»»

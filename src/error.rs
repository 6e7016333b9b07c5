//! Storage errors

use thiserror::Error;

/// Errors raised by the persistent store
#[derive(Error, Debug)]
pub enum StorageError {
    #[error("Access of {len} bytes at address {address} exceeds the {capacity}-byte store")]
    OutOfBounds {
        address: usize,
        len: usize,
        capacity: usize,
    },

    #[error("EEPROM image has {found} bytes, expected {expected}")]
    ImageSize { found: usize, expected: usize },

    #[error("EEPROM image I/O failed: {0}")]
    Io(#[from] std::io::Error),

    #[error("EEPROM image is not valid JSON: {0}")]
    Json(#[from] serde_json::Error),
}

/// Errors raised while reading the settings file
#[derive(Error, Debug)]
pub enum SettingsError {
    #[error("Cannot read settings: {0}")]
    Io(#[from] std::io::Error),

    #[error("Settings are not valid JSON: {0}")]
    Json(#[from] serde_json::Error),
}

««

ASSIGNMENT: The response must contain every entry, each one identical to the original.

SOLUTION FOR THIS PROBLEM:
filename src/error.rs
repository 6e7016333b9b07c5
//! Storage errors

use thiserror::Error;

/// Errors raised by the persistent store
#[derive(Error, Debug)]
pub enum StorageError {
    #[error("Access of {len} bytes at address {address} exceeds the {capacity}-byte store")]
    OutOfBounds {
        address: usize,
        len: usize,
        capacity: usize,
    },

    #[error("EEPROM image has {found} bytes, expected {expected}")]
    ImageSize { found: usize, expected: usize },

    #[error("EEPROM image I/O failed: {0}")]
    Io(#[from] std::io::Error),

    #[error("EEPROM image is not valid JSON: {0}")]
    Json(#[from] serde_json::Error),
}

/// Errors raised while reading the settings file
#[derive(Error, Debug)]
pub enum SettingsError {
    #[error("Cannot read settings: {0}")]
    Io(#[from] std::io::Error),

    #[error("Settings are not valid JSON: {0}")]
    Json(#[from] serde_json::Error),
}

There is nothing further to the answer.